Could you copy, exactly as written, every line from the first line of the records through the one containing "pub struct ClipPath"?

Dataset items
-- Opening Marker --
/*
 * This Source Code Form is subject to the terms of the Mozilla Public
 * License, v. 2.0. If a copy of the MPL was not distributed with this
 * file, You can obtain one at https://mozilla.org/MPL/2.0/.
 */

use super::clip_id::*;
use super::clip_rect::*;
use super::clip_list::*;
use super::clip_accumulator::*;
use super::outline::*;
use super::scan_convert::*;
use super::winding_rule::*;
use crate::geo::*;
use crate::path::*;
use crate::state::*;
use crate::error::*;

use log::*;

use std::sync::Arc;

///
/// A clipping region
///
/// The region can be held as a path, as a list of rectangles, or both: whichever is missing is generated
/// when it is first needed. Rectangular regions are handled without building a general rectangle list.
///
/// A clip path can be marked as 'outside', in which case the region is everything that is not in the stored
/// path or list.
///
#[derive(Clone, Debug)]
pub struct ClipPath {
    id:         ClipId,
    rule:       WindingRule,
    flatness:   f64,

    /// A rectangle that is entirely inside the stored region
    inner:      FixedRect,

    /// A rectangle that the stored region is entirely inside
    outer:      FixedRect,

    outside:    bool,
    path:       Option<Path>,
    list:       Option<Arc<ClipList>>,
}

impl Default for ClipPath {
    fn default() -> ClipPath {
        ClipPath::new()
    }
}

impl ClipPath {
    ///
    /// Creates a clip path that contains nothing
    ///
    pub fn new() -> ClipPath {
        ClipPath {
            id:         ClipId::new(),
            rule:       WindingRule::NonZero,
            flatness:   1.0,
            inner:      FixedRect::default(),
            outer:      FixedRect::default(),
            outside:    false,
            path:       None,
            list:       Some(Arc::new(ClipList::new())),
        }
    }

    ///
    /// Creates a clip path covering a rectangle
    ///
    pub fn from_rectangle(rect: FixedRect) -> ClipPath {
        let mut clip = ClipPath::new();
        clip.set_rectangle(rect);
        clip
    }

    ///
    /// Creates a clip path covering the inside of a path
    ///
    /// The rectangle list for a general path is built when it is first needed.
    ///
    pub fn from_path(path: &Path, rule: WindingRule, state: &ImagerState) -> Result<ClipPath, GeometryError> {
        if let Some((rect, _)) = path.is_rectangular() {
            let mut clip    = ClipPath::from_rectangle(rect);
            clip.rule       = rule;
            return Ok(clip);
        }

        if path.is_void() {
            return Ok(ClipPath::from_rectangle(Self::void_box(path, state)));
        }

        let outer = path.bounding_box()?;

        Ok(ClipPath {
            id:         ClipId::new(),
            rule,
            flatness:   state.flatness(),
            inner:      FixedRect::at_point(outer.p),
            outer,
            outside:    false,
            path:       Some(path.clone()),
            list:       None,
        })
    }

    ///
    /// The zero-area rectangle used when clipping to a path with no segments
    ///
    /// This is at the path's current point, or at the user-space origin if it has none.
    ///
    fn void_box(path: &Path, state: &ImagerState) -> FixedRect {
        let point = path.current_point().unwrap_or_else(|_| state.ctm().transform_to_fixed_clamped(0.0, 0.0));
        FixedRect::at_point(point)
    }

    ///
    /// Replaces the region with a single rectangle
    ///
    fn set_rectangle(&mut self, rect: FixedRect) {
        self.id         = ClipId::new();
        self.inner      = rect;
        self.outer      = rect;
        self.outside    = false;
        self.path       = None;
        self.list       = Some(Arc::new(ClipList::from_rect(ClipRect::from_fixed_rect(&rect))));
    }

    ///
    /// Replaces the region with a rectangle list
    ///
    fn set_list(&mut self, list: ClipList, outside: bool) {
        self.id         = ClipId::new();
        self.inner      = list.largest_rect().map(|rect| rect.to_fixed_rect()).unwrap_or_default();
        self.outer      = list.bounds().map(|rect| rect.to_fixed_rect()).unwrap_or_default();
        self.outside    = outside;
        self.path       = None;
        self.list       = Some(Arc::new(list));
    }

    /// Changes whenever the region covered by this clip path changes
    #[inline]
    pub fn id(&self) -> ClipId {
        self.id
    }

    #[inline]
    pub fn rule(&self) -> WindingRule {
        self.rule
    }

    #[inline]
    pub fn is_outside(&self) -> bool {
        self.outside
    }

    ///
    /// Marks the region as the inside (false) or outside (true) of the stored shape
    ///
    pub fn set_outside(&mut self, outside: bool) {
        if self.outside != outside {
            self.outside    = outside;
            self.id         = ClipId::new();
        }
    }

    ///
    /// A rectangle entirely inside the region (zero-area if no such rectangle is known)
    ///
    pub fn inner_box(&self) -> FixedRect {
        if self.outside {
            FixedRect::default()
        } else {
            self.inner
        }
    }

    ///
    /// A rectangle containing the whole region
    ///
    pub fn outer_box(&self) -> FixedRect {
        if self.outside {
            FixedRect::everything()
        } else {
            self.outer
        }
    }

    ///
    /// If the region is a single rectangle, returns it
    ///
    pub fn is_rectangle(&self) -> Option<FixedRect> {
        let single = self.list.as_ref().map(|list| list.len() <= 1).unwrap_or(false);

        if !self.outside && single && self.inner == self.outer {
            Some(self.inner)
        } else {
            None
        }
    }

    ///
    /// True if a rectangle is known to be entirely inside the region
    ///
    pub fn includes_rectangle(&self, rect: &FixedRect) -> bool {
        // A zero-area inner box is only a placeholder and covers nothing
        !self.outside && !self.inner.is_empty() && self.inner.contains_rect(rect)
    }

    ///
    /// Makes sure the rectangle list is available
    ///
    fn ensure_list(&mut self) -> Result<(), GeometryError> {
        if self.list.is_none() {
            let list = match &self.path {
                Some(path)  => scan_convert_path(path, self.rule, self.flatness, None)?,
                None        => ClipList::new(),
            };

            trace!("Converted clip path to {} rectangles", list.len());
            self.list = Some(Arc::new(list));
        }

        Ok(())
    }

    ///
    /// The rectangle list for the stored region (this ignores the outside flag)
    ///
    pub fn list(&mut self) -> Result<&ClipList, GeometryError> {
        self.ensure_list()?;
        self.list.as_deref().ok_or(GeometryError::UndefinedResult)
    }

    ///
    /// A path describing the stored region (this ignores the outside flag)
    ///
    /// If the region is only known as a rectangle list, the path is traced from the list. This does not change
    /// the region, so the ID stays the same.
    ///
    pub fn path(&mut self) -> Result<&Path, GeometryError> {
        if self.path.is_none() {
            let path = if let (Some(rect), false) = (self.is_rectangle(), self.inner.is_empty()) {
                let mut path = Path::new();
                path.add_rectangle(rect.p, rect.q)?;
                path
            } else {
                Path::from_elements(ClipOutline::new(self.list()?))?
            };

            self.path = Some(path);
        }

        self.path.as_ref().ok_or(GeometryError::UndefinedResult)
    }

    ///
    /// The parts of a rectangle of pixels that are inside the region, honouring the outside flag
    ///
    pub fn rectangles_in(&mut self, query: &ClipRect) -> Result<Vec<ClipRect>, GeometryError> {
        let outside = self.outside;
        self.list()?.rectangles_in(query, outside)
    }

    ///
    /// Reduces the region to the parts that are also inside a path
    ///
    /// When the current region is a rectangle and the path is a rectangle or has no segments, the new region
    /// is calculated directly. A path with no segments produces a zero-area region at its current point.
    ///
    pub fn intersect(&mut self, path: &Path, rule: WindingRule, state: &ImagerState) -> Result<(), GeometryError> {
        if let Some(current) = self.is_rectangle() {
            let new_box = if path.is_void() {
                Some(Self::void_box(path, state))
            } else {
                path.is_rectangular().map(|(rect, _)| current.intersection(&rect))
            };

            if let Some(new_box) = new_box {
                trace!("Rectangular clip intersection: {:?}", new_box);

                self.set_rectangle(new_box);
                self.rule = rule;
                return Ok(());
            }
        }

        self.ensure_list()?;
        let existing    = self.list.clone().unwrap_or_default();
        let outside     = self.outside;

        let limit       = if outside { None } else { Some(existing.bounds().unwrap_or_default()) };
        let converted   = scan_convert_path(path, rule, state.flatness(), limit.as_ref())?;

        let result = if outside {
            let mut remaining = ClipAccumulator::new();
            for rect in converted.rects() {
                for piece in existing.rectangles_in(rect, true)? {
                    remaining.add(piece)?;
                }
            }
            remaining.finish()?
        } else {
            converted.intersect(&existing)?
        };

        debug!("Clip intersection: {} rectangles", result.len());

        self.set_list(result, false);
        self.rule       = rule;
        self.flatness   = state.flatness();

        Ok(())
    }

    ///
    /// Reduces the region to the parts that are also inside another clip region
    ///
    pub fn intersect_clip(&mut self, other: &mut ClipPath) -> Result<(), GeometryError> {
        if let (Some(ours), Some(theirs)) = (self.is_rectangle(), other.is_rectangle()) {
            self.set_rectangle(ours.intersection(&theirs));
            return Ok(());
        }

        self.ensure_list()?;
        other.ensure_list()?;

        let ours    = self.list.clone().unwrap_or_default();
        let theirs  = other.list.clone().unwrap_or_default();

        // Pieces of `inside` that are outside `excluded`
        let subtract = |inside: &ClipList, excluded: &ClipList| -> Result<ClipList, GeometryError> {
            let mut result = ClipAccumulator::new();
            for rect in inside.rects() {
                for piece in excluded.rectangles_in(rect, true)? {
                    result.add(piece)?;
                }
            }
            result.finish()
        };

        match (self.outside, other.outside) {
            (false, false)  => self.set_list(ours.intersect(&theirs)?, false),
            (false, true)   => self.set_list(subtract(ours.as_ref(), theirs.as_ref())?, false),
            (true, false)   => self.set_list(subtract(theirs.as_ref(), ours.as_ref())?, false),

            (true, true)    => {
                // Outside both is outside their union
                let mut union = ClipAccumulator::new();
                for rect in ours.rects().iter().chain(theirs.rects().iter()) {
                    union.add(*rect)?;
                }
                self.set_list(union.finish()?, true);
            }
        }

        Ok(())
    }

    ///
    /// Moves the region by an offset
    ///
    /// Whole-pixel offsets move the rectangle list; other offsets keep only the path.
    ///
    pub fn translate(&mut self, offset: FixedPoint) -> Result<(), GeometryError> {
        let inner = FixedRect::new(self.inner.p.checked_add(offset)?, self.inner.q.checked_add(offset)?);
        let outer = FixedRect::new(self.outer.p.checked_add(offset)?, self.outer.q.checked_add(offset)?);

        let whole_pixels = offset.x.fraction() == Fixed::ZERO && offset.y.fraction() == Fixed::ZERO;

        let list = match (&self.list, whole_pixels) {
            (Some(list), true)  => Some(Arc::new(list.translate(offset.x.to_int(), offset.y.to_int())?)),
            _                   => None,
        };

        let path = if list.is_none() || self.path.is_some() {
            let mut path = self.path()?.clone();
            path.translate(offset)?;
            Some(path)
        } else {
            None
        };

        self.inner  = inner;
        self.outer  = outer;
        self.list   = list;
        self.path   = path;
        self.id     = ClipId::new();

        Ok(())
    }

    ///
    /// Scales the region by powers of two
    ///
    /// Only the path survives shrinking, as a rectangle list cannot be scaled down exactly.
    ///
    pub fn scale_exp2(&mut self, log2_x: i32, log2_y: i32) -> Result<(), GeometryError> {
        let scale_point = |point: FixedPoint| -> Result<FixedPoint, GeometryError> {
            Ok(FixedPoint::new(point.x.scale_exp2(log2_x)?, point.y.scale_exp2(log2_y)?))
        };

        let inner = FixedRect::new(scale_point(self.inner.p)?, scale_point(self.inner.q)?);
        let outer = FixedRect::new(scale_point(self.outer.p)?, scale_point(self.outer.q)?);

        let list = match (&self.list, log2_x >= 0 && log2_y >= 0) {
            (Some(list), true)  => Some(Arc::new(list.scale_exp2(log2_x, log2_y)?)),
            _                   => None,
        };

        let path = if list.is_none() || self.path.is_some() {
            let mut path = self.path()?.clone();
            path.scale_exp2(log2_x, log2_y)?;
            Some(path)
        } else {
            None
        };

        self.inner  = inner;
        self.outer  = outer;
        self.list   = list;
        self.path   = path;
        self.id     = ClipId::new();

        Ok(())
    }
}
-- Closing Marker --
EXERCISE SOLUTION:
/*
 * This Source Code Form is subject to the terms of the Mozilla Public
 * License, v. 2.0. If a copy of the MPL was not distributed with this
 * file, You can obtain one at https://mozilla.org/MPL/2.0/.
 */

use super::clip_id::*;
use super::clip_rect::*;
use super::clip_list::*;
use super::clip_accumulator::*;
use super::outline::*;
use super::scan_convert::*;
use super::winding_rule::*;
use crate::geo::*;
use crate::path::*;
use crate::state::*;
use crate::error::*;

use log::*;

use std::sync::Arc;

///
/// A clipping region
///
/// The region can be held as a path, as a list of rectangles, or both: whichever is missing is generated
/// when it is first needed. Rectangular regions are handled without building a general rectangle list.
///
/// A clip path can be marked as 'outside', in which case the region is everything that is not in the stored
/// path or list.
///
#[derive(Clone, Debug)]
pub struct ClipPath {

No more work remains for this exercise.